How to complete this task - Which lines of the entries below include "StatusCode"? List them all.

Given records -
= Beginning of Section =
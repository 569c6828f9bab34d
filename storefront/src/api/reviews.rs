//! Customer review endpoints.
//!
//! - GET /api/v1/reviews?product_id=2 - Reviews (newest first) and rating summary
//! - POST /api/v1/reviews - Submit a review, waiting for publication

#![allow(clippy::missing_errors_doc)]

use super::dispatch_and_settle;
use crate::app::StorefrontAction;
use crate::features::reviews::{NewReview, Review, ReviewSummary, ReviewsAction};
use crate::server::state::AppState;
use crate::types::ProductId;
use axum::{
    extract::{Query, State},
    http::StatusCode,
    Json,
};
use keystore_web::{ApiJson, AppError};
use serde::{Deserialize, Serialize};

/// Query parameters for listing reviews
#[derive(Debug, Default, Deserialize)]
pub struct ReviewsQuery {
    /// Only reviews of this product
    pub product_id: Option<ProductId>,
}

/// Reviews with their rating summary
#[derive(Debug, Serialize)]
pub struct ReviewsResponse {
    /// Newest first
    pub reviews: Vec<Review>,
    /// Count, average and distribution
    pub summary: ReviewSummary,
}

/// List reviews.
pub async fn list_reviews(
    State(state): State<AppState>,
    Query(query): Query<ReviewsQuery>,
) -> Json<ReviewsResponse> {
    let response = state
        .store
        .state(|s| ReviewsResponse {
            reviews: s.reviews.reviews(query.product_id).into_iter().cloned().collect(),
            summary: s.reviews.summary(query.product_id),
        })
        .await;
    Json(response)
}

/// Submit a review.
///
/// Answers `201` with the published review once the moderation delay has
/// passed.
///
/// ```bash
/// curl -X POST http://localhost:3000/api/v1/reviews \
///   -H "Content-Type: application/json" \
///   -d '{"product_id": 2, "name": "Ольга", "rating": 5, "comment": "Ключ пришёл сразу"}'
/// ```
pub async fn submit_review(
    State(state): State<AppState>,
    ApiJson(review): ApiJson<NewReview>,
) -> Result<(StatusCode, Json<Review>), AppError> {
    let produced = dispatch_and_settle(
        &state.store,
        ReviewsAction::SubmitReview { review }.into(),
        state.action_timeout,
    )
    .await?;

    for action in produced {
        match action {
            StorefrontAction::Reviews(ReviewsAction::ReviewPublished { review }) => {
                return Ok((StatusCode::CREATED, Json(review)));
            },
            StorefrontAction::Reviews(ReviewsAction::ReviewRejected { reason }) => {
                return Err(AppError::validation(reason));
            },
            _ => {},
        }
    }

    Err(AppError::internal("The review was not published"))
}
= End of Section =
Answer below -
    http::StatusCode,
) -> Result<(StatusCode, Json<Review>), AppError> {
                return Ok((StatusCode::CREATED, Json(review)));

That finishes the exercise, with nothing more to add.